The twenty first amino acid, selenocysteine (Sec), is the only amino acid that is synthesized on its cognate transfer RNA (tRNA(Sec)) in all domains of life. The multistep pathway involves O-phosphoseryl-tRNA:selenocysteinyl-tRNA synthase (SepSecS), an enzyme that catalyzes the terminal chemical reaction during which the phosphoseryl-tRNA(Sec) intermediate is converted into selenocysteinyl-tRNA(Sec). The SepSecS architecture and the mode of tRNA(Sec) recognition have been recently determined at atomic resolution.

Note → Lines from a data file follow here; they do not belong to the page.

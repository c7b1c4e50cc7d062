//! Representation to tree.
//!
//! Output keys follow construction order: `_links`, then the properties, then
//! `_embedded`. A relation with one link or one embedded resource renders as
//! an object; more than one renders as an array.
//!
//! Name-spaces render as `curies` links, ahead of the representation's own
//! links, and only at the outermost level.

use serde::{Serialize, Serializer};
use serde_json::{Map, Value as JsonValue};

use crate::link::{Link, LinkOptions};
use crate::one_or_many::OneOrMany;
use crate::representation::Representation;

/// Render a top-level representation as a JSON tree.
#[must_use]
pub fn render(representation: &Representation) -> JsonValue {
    tracing::debug!(
        links = representation.links().len(),
        namespaces = representation.namespace_manager().len(),
        "rendering representation"
    );
    JsonValue::Object(render_representation(representation, false))
}

fn render_representation(
    representation: &Representation,
    embedded: bool,
) -> Map<String, JsonValue> {
    let mut object = Map::new();

    let curies: Vec<Link> = if embedded {
        Vec::new()
    } else {
        representation
            .namespace_manager()
            .iter()
            .map(|(name, reference)| {
                Link::with_options(Link::CURIES_REL, reference, LinkOptions::new().name(name))
            })
            .collect()
    };

    if !curies.is_empty() || !representation.links().is_empty() {
        let links = curies.iter().chain(representation.links());
        object.insert(Representation::LINKS.to_string(), JsonValue::Object(render_links(links)));
    }

    for (name, value) in representation.properties() {
        object.insert(name.clone(), value.clone());
    }

    if !representation.representations_for_rel().is_empty() {
        let mut embedded_object = Map::new();
        for (rel, children) in representation.representations_for_rel() {
            let rendered: Vec<JsonValue> = children
                .iter()
                .map(|child| JsonValue::Object(render_representation(child, true)))
                .collect();
            embedded_object.insert(rel.clone(), OneOrMany::collapse(rendered).into());
        }
        object.insert(Representation::EMBEDDED.to_string(), JsonValue::Object(embedded_object));
    }

    object
}

/// Group links by relation, keeping first-seen relation order.
fn render_links<'a>(links: impl Iterator<Item = &'a Link>) -> Map<String, JsonValue> {
    let mut links_for_rel: Vec<(&str, Vec<JsonValue>)> = Vec::new();
    for link in links {
        let rendered = render_link(link);
        match links_for_rel.iter_mut().find(|(rel, _)| *rel == link.rel()) {
            Some((_, group)) => group.push(rendered),
            None => links_for_rel.push((link.rel(), vec![rendered])),
        }
    }

    links_for_rel
        .into_iter()
        .map(|(rel, group)| (rel.to_string(), OneOrMany::collapse(group).into()))
        .collect()
}

/// A link renders as its attributes only; the relation is the key it sits
/// under.
fn render_link(link: &Link) -> JsonValue {
    let mut object = Map::new();
    object.insert(Link::HREF.to_string(), JsonValue::from(link.href()));
    for (key, value) in link.optional_attributes() {
        object.insert(key.to_string(), JsonValue::from(value));
    }
    JsonValue::Object(object)
}

impl Serialize for Representation {
    fn serialize<S>(&self, serializer: S) -> Result<S::Ok, S::Error>
    where
        S: Serializer,
    {
        render(self).serialize(serializer)
    }
}

#[cfg(test)]
mod tests {
    use super::*;
    use serde_json::json;

    #[test]
    fn test_render_representation() {
        let mut embedded = Representation::new();
        embedded
            .with_property("hello", "world")
            .with_link(Link::new(Link::SELF_REL, "http://localhost:9292/sub"));

        let mut representation = Representation::new();
        representation
            .with_namespace("ns", "http://localhost:9292/{rel}")
            .with_link(Link::new(Link::SELF_REL, "http://localhost:9292/self"))
            .with_property("value", 123)
            .with_property("array", json!([1, 2, 3]))
            .with_representation("sub", embedded);

        assert_eq!(
            render(&representation),
            json!({
                "_links": {
                    "curies": {"href": "http://localhost:9292/{rel}", "name": "ns"},
                    "self": {"href": "http://localhost:9292/self"}
                },
                "value": 123,
                "array": [1, 2, 3],
                "_embedded": {
                    "sub": {
                        "_links": {"self": {"href": "http://localhost:9292/sub"}},
                        "hello": "world"
                    }
                }
            })
        );
    }

    #[test]
    fn test_key_order() {
        let mut representation = Representation::new();
        representation
            .with_representation("child", Representation::new())
            .with_property("z", 1)
            .with_property("a", 2)
            .with_link(Link::new(Link::SELF_REL, "/"));
        let rendered = render(&representation);
        let keys: Vec<_> = rendered.as_object().unwrap().keys().cloned().collect();
        assert_eq!(keys, ["_links", "z", "a", "_embedded"]);
    }

    #[test]
    fn test_links_single_vs_many() {
        let mut representation = Representation::new();
        representation
            .with_link(Link::new("item", "/1"))
            .with_link(Link::new(Link::SELF_REL, "/"))
            .with_link(Link::new("item", "/2"));
        let rendered = render(&representation);
        assert_eq!(rendered["_links"]["self"], json!({"href": "/"}));
        assert_eq!(rendered["_links"]["item"], json!([{"href": "/1"}, {"href": "/2"}]));
        let rels: Vec<_> = rendered["_links"].as_object().unwrap().keys().cloned().collect();
        assert_eq!(rels, ["item", "self"]);
    }

    #[test]
    fn test_optional_attributes() {
        let mut representation = Representation::new();
        representation.with_link_to(
            "item",
            "/1",
            LinkOptions::new().name("one").title("One").hreflang("en").profile("/p"),
        );
        assert_eq!(
            render(&representation)["_links"]["item"],
            json!({"href": "/1", "name": "one", "title": "One", "hreflang": "en", "profile": "/p"})
        );
    }

    #[test]
    fn test_embedded_single_vs_many() {
        let mut representation = Representation::new();
        representation
            .with_representation("item", Representation::new())
            .with_representation("item", Representation::new())
            .with_representation("author", Representation::new());
        let rendered = render(&representation);
        assert_eq!(rendered["_embedded"]["item"], json!([{}, {}]));
        assert_eq!(rendered["_embedded"]["author"], json!({}));
    }

    #[test]
    fn test_embedded_namespaces_not_rendered() {
        let mut child = Representation::new();
        child.with_namespace("inner", "http://inner/{rel}");
        let mut representation = Representation::new();
        representation.with_representation("child", child);
        assert_eq!(render(&representation), json!({"_embedded": {"child": {}}}));
    }

    #[test]
    fn test_namespaces_alone_render_links() {
        let mut representation = Representation::new();
        representation
            .with_namespace("a", "http://a/{rel}")
            .with_namespace("b", "http://b/{rel}");
        assert_eq!(
            render(&representation),
            json!({"_links": {"curies": [
                {"href": "http://a/{rel}", "name": "a"},
                {"href": "http://b/{rel}", "name": "b"}
            ]}})
        );
        assert!(representation.links().is_empty());
    }

    #[test]
    fn test_reserved_property_cannot_replace_links() {
        let mut representation = Representation::new();
        representation
            .with_link(Link::new(Link::SELF_REL, "/real"))
            .with_property(Representation::LINKS, json!({"self": {"href": "/fake"}}));
        assert_eq!(render(&representation), json!({"_links": {"self": {"href": "/real"}}}));
    }

    #[test]
    fn test_empty_representation() {
        assert_eq!(render(&Representation::new()), json!({}));
    }

    #[test]
    fn test_empty_href() {
        let mut representation = Representation::new();
        representation.with_link(Link::new("empty", ""));
        assert_eq!(render(&representation)["_links"]["empty"], json!({"href": ""}));
    }

    #[test]
    fn test_serialize() {
        let mut representation = Representation::new();
        representation.with_link(Link::new(Link::SELF_REL, "/x")).with_property("v", 1);
        assert_eq!(
            serde_json::to_string(&representation).unwrap(),
            r#"{"_links":{"self":{"href":"/x"}},"v":1}"#
        );
    }
}
//! Tree to representation.
//!
//! The parser does not validate. It picks out the pieces of a JSON tree that
//! match HAL expectations and ignores everything else: a `curies` entry
//! without a string `name` and `href`, or a link without `href`, is skipped.
//!
//! ```
//! use serde_json::json;
//!
//! let representation = hal::parse(&json!({
//!     "_links": {"self": {"href": "/a"}},
//!     "n": 1,
//!     "_embedded": {"sub": {"_links": {"self": {"href": "/b"}}, "m": 2}}
//! }));
//!
//! assert_eq!(representation.link().map(hal::Link::href), Some("/a"));
//! assert_eq!(representation.representations_for("sub").len(), 1);
//! ```

use serde::{Deserialize, Deserializer};
use serde_json::{Map, Value as JsonValue};

use crate::link::{Link, LinkOptions};
use crate::one_or_many::OneOrMany;
use crate::representation::Representation;

/// Parse a JSON tree into a new representation.
///
/// Never fails. A root that is not an object yields an empty representation.
#[must_use]
pub fn parse(value: &JsonValue) -> Representation {
    let mut representation = Representation::new();
    match value {
        JsonValue::Object(object) => parse_object(&mut representation, object),
        _ => tracing::trace!("root is not an object, nothing to parse"),
    }
    tracing::debug!(
        links = representation.links().len(),
        properties = representation.properties().len(),
        embedded = representation.representations().count(),
        "parsed representation"
    );
    representation
}

fn parse_object(representation: &mut Representation, object: &Map<String, JsonValue>) {
    if let Some(links_value) = object.get(Representation::LINKS) {
        if let Some(links_object) = links_value.as_object() {
            parse_curies(representation, links_object);
            parse_links(representation, links_object);
        } else {
            tracing::trace!("`_links` is not an object, ignoring");
        }
    }

    // Properties live at the root, next to `_links` and `_embedded`.
    for (name, value) in object {
        if name == Representation::LINKS || name == Representation::EMBEDDED {
            continue;
        }
        representation.with_property(name.clone(), value.clone());
    }

    if let Some(embedded) = object.get(Representation::EMBEDDED).and_then(JsonValue::as_object) {
        for (rel, children) in embedded {
            for child in OneOrMany::from_value(children).into_vec() {
                let Some(child_object) = child.as_object() else {
                    tracing::trace!(rel = %rel, "embedded element is not an object, skipping");
                    continue;
                };
                let mut child_representation = Representation::new();
                parse_object(&mut child_representation, child_object);
                representation.with_representation(rel.clone(), child_representation);
            }
        }
    }
}

/// Register a name-space for each `curies` entry that has string `name` and
/// `href`. The `href` is a template holding the `{rel}` placeholder.
fn parse_curies(representation: &mut Representation, links_object: &Map<String, JsonValue>) {
    let Some(curies) = links_object.get(Link::CURIES_REL) else {
        return;
    };
    for curie in OneOrMany::from_value(curies).into_vec() {
        let Some(curie) = curie.as_object() else {
            continue;
        };
        let name = curie.get(Link::NAME).and_then(JsonValue::as_str);
        let reference = curie.get(Link::HREF).and_then(JsonValue::as_str);
        match (name, reference) {
            (Some(name), Some(reference)) => {
                representation.with_namespace(name, reference);
            }
            _ => tracing::trace!(?curie, "curie needs string name and href, skipping"),
        }
    }
}

/// Append a link for each element under every relation except `curies`.
///
/// Attributes come from the link element itself.
fn parse_links(representation: &mut Representation, links_object: &Map<String, JsonValue>) {
    for (rel, link_values) in links_object {
        if rel == Link::CURIES_REL {
            continue;
        }
        for link_value in OneOrMany::from_value(link_values).into_vec() {
            let Some(link_object) = link_value.as_object() else {
                tracing::trace!(rel = %rel, "link is not an object, skipping");
                continue;
            };
            let Some(href) = attribute(link_object, Link::HREF) else {
                tracing::trace!(rel = %rel, "link has no href, skipping");
                continue;
            };
            let options = LinkOptions {
                name: attribute(link_object, Link::NAME),
                title: attribute(link_object, Link::TITLE),
                hreflang: attribute(link_object, Link::HREFLANG),
                profile: attribute(link_object, Link::PROFILE),
            };
            representation.with_link(Link::with_options(rel.clone(), href, options));
        }
    }
}

/// String form of a present, non-falsy attribute. `null` and `false` count as
/// absent.
fn attribute(object: &Map<String, JsonValue>, key: &str) -> Option<String> {
    match object.get(key)? {
        JsonValue::Null | JsonValue::Bool(false) => None,
        JsonValue::String(s) => Some(s.clone()),
        other => Some(other.to_string()),
    }
}

impl<'de> Deserialize<'de> for Representation {
    fn deserialize<D>(deserializer: D) -> Result<Self, D::Error>
    where
        D: Deserializer<'de>,
    {
        JsonValue::deserialize(deserializer).map(|value| parse(&value))
    }
}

The crystal structure provided valuable insights that gave rise to mechanistic proposals that could not be validated because of the lack of appropriate molecular probes. To further improve our understanding of the mechanism of the biosynthesis of selenocysteine in general and the mechanism of SepSecS in particular, stable tRNA(Sec) substrates carrying aminoacyl moieties that mimic particular reaction intermediates are needed. Here, we report on the accurate synthesis of methylated, phosphorylated, and phosphonated serinyl-derived tRNA(Sec) mimics that contain a hydrolysis-resistant ribose 3'-amide linkage instead of the natural ester bond. The procedures introduced allow for efficient site-specific methylation and/or phosphorylation directly on the solid support utilized in the automated RNA synthesis. For the preparation of (S)-2-amino-4-phosphonobutyric acid-oligoribonucleotide conjugates, a separate solid support was generated. Furthermore, we developed a three-strand enzymatic ligation protocol to obtain the corresponding full-length tRNA(Sec) derivatives. Finally, we developed an electrophoretic mobility shift assay (EMSA) for rapid, qualitative characterization of the SepSecS-tRNA interactions. The novel tRNA(Sec) mimics are promising candidates for further elucidation of the biosynthesis of selenocysteine by X-ray crystallography and other biochemical approaches, and could be attractive for similar studies on other tRNA-dependent enzymes.